INSTRUCTIONS FOR THE TASK — Throughout the listing below, copy each line containing "display".

DATA SECTION —
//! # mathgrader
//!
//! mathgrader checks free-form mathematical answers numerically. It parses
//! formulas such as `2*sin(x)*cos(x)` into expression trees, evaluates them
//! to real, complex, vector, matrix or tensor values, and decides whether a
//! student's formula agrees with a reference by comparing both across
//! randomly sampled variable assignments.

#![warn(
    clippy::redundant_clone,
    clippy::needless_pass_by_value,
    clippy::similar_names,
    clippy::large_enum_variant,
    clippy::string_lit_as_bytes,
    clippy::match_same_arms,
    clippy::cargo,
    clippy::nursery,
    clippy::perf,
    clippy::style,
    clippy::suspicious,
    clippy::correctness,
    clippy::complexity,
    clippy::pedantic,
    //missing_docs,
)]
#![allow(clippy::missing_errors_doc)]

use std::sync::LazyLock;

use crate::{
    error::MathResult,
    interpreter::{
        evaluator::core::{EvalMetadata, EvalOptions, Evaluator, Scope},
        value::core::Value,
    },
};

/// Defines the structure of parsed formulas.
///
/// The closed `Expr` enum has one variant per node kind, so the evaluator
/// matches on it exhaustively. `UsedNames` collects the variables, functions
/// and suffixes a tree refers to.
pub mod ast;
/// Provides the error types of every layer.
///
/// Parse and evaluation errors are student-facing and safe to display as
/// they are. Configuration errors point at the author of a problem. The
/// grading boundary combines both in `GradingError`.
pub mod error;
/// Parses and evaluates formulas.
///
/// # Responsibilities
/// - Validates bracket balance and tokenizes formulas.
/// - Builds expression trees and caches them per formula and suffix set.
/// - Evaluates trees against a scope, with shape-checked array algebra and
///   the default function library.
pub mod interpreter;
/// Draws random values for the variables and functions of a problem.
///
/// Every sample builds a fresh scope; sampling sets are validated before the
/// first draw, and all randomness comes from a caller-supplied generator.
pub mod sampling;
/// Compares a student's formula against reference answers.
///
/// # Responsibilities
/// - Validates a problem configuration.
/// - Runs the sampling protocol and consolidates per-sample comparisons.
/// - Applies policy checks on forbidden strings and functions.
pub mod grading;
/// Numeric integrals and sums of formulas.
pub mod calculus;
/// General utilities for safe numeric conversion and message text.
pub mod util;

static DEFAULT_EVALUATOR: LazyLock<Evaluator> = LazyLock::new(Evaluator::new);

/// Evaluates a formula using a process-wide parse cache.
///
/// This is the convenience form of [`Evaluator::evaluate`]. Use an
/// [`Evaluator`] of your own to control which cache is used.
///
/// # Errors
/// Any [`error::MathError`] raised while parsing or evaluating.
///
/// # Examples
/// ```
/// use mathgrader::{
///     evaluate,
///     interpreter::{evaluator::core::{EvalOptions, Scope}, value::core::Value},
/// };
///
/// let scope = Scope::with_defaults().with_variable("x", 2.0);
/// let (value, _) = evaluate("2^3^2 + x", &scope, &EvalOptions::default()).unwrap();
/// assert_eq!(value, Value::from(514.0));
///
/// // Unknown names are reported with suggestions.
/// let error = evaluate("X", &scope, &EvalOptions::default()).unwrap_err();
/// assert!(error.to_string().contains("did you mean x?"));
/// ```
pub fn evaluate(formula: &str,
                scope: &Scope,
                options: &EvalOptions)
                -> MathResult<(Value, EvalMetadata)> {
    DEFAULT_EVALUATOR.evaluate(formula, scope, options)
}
--
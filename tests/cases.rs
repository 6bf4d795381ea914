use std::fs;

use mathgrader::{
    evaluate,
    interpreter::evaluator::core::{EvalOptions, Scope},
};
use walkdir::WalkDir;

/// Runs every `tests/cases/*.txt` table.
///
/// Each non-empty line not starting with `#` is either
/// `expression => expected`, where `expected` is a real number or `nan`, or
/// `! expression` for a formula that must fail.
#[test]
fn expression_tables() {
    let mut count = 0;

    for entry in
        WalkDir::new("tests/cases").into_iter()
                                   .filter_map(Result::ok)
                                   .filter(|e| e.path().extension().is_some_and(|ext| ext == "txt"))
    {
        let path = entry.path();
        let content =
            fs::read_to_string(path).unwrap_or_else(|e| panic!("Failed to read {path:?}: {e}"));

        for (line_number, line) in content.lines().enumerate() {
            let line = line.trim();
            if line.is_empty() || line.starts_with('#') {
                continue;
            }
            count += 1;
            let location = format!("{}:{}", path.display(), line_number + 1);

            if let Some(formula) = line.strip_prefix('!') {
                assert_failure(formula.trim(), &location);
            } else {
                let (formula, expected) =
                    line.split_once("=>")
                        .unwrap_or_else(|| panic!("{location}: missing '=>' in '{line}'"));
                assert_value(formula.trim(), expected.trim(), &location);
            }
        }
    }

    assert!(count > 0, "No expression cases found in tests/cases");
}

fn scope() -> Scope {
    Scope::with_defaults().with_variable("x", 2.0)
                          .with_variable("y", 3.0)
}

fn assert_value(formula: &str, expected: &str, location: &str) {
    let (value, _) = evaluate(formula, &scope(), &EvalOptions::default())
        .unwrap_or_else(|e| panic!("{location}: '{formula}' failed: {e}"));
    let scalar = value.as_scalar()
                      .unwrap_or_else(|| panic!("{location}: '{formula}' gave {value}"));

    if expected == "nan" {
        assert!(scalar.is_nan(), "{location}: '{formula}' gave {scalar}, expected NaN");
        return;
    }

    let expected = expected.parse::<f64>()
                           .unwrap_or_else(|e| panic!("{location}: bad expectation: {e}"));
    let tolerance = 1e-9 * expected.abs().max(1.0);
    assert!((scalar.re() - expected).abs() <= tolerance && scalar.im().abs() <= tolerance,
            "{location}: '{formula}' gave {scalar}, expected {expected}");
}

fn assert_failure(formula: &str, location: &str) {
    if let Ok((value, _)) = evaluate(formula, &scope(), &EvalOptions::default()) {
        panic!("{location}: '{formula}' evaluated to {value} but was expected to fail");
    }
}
...
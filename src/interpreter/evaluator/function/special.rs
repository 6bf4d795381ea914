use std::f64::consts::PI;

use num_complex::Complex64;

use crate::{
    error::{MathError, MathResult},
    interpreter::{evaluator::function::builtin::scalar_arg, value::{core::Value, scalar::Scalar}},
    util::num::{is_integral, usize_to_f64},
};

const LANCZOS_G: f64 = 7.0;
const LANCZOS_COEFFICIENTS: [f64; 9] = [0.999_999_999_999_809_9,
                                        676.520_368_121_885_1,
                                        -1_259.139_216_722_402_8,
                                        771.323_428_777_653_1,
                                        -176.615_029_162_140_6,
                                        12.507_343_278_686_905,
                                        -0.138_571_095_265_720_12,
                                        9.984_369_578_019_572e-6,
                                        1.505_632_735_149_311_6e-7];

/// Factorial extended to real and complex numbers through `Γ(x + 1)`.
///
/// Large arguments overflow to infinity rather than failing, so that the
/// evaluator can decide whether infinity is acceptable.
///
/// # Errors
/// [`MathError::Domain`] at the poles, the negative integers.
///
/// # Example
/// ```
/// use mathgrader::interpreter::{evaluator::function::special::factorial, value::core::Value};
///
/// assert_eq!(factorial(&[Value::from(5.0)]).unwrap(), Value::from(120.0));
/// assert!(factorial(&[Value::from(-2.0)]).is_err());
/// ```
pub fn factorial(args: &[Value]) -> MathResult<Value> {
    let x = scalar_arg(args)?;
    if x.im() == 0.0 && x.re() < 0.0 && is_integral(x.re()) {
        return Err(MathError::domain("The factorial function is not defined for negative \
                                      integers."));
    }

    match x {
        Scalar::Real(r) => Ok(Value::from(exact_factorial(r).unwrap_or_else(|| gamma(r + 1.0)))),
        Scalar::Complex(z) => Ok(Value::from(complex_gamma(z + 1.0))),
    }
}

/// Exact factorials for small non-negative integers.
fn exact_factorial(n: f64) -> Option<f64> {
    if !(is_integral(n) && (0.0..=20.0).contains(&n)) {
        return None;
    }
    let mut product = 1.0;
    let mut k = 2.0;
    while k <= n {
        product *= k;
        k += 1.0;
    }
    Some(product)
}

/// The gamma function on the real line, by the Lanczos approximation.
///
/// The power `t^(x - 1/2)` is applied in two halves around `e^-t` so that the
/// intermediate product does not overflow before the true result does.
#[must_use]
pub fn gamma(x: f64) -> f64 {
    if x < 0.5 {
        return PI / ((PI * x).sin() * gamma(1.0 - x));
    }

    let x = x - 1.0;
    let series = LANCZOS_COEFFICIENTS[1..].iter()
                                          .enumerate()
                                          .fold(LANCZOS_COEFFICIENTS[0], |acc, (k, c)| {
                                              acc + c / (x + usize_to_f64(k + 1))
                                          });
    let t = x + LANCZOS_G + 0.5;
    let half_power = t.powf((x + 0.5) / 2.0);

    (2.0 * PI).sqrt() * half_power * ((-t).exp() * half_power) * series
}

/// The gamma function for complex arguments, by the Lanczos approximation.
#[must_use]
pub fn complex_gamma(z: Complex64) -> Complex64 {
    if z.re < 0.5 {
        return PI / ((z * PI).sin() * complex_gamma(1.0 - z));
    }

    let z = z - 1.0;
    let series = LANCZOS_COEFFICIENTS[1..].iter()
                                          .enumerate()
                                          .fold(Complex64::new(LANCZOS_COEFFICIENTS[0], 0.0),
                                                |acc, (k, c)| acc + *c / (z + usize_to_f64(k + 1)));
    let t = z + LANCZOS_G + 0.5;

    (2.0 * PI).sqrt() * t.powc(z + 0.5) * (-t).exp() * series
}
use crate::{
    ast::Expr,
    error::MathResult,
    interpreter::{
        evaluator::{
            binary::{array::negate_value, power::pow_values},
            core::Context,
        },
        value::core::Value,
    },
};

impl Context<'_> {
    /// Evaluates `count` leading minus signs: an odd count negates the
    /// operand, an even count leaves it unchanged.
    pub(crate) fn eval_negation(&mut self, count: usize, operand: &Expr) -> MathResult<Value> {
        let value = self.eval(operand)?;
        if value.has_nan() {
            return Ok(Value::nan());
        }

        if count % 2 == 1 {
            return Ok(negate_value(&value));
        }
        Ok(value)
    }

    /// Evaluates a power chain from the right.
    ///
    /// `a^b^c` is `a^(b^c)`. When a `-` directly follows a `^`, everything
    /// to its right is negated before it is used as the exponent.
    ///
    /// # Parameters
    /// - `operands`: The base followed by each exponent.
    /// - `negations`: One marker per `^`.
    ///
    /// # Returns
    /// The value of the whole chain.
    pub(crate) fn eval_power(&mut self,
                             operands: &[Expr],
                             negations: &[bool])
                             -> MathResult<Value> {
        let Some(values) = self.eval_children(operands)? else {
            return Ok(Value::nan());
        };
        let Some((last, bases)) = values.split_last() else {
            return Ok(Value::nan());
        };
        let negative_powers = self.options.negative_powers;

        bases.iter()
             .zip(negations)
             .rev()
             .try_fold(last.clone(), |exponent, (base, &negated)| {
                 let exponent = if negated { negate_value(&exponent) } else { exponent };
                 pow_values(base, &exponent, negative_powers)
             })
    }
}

RESPONSE AREA —
/// Parse and evaluation errors are student-facing and safe to display as
            let location = format!("{}:{}", path.display(), line_number + 1);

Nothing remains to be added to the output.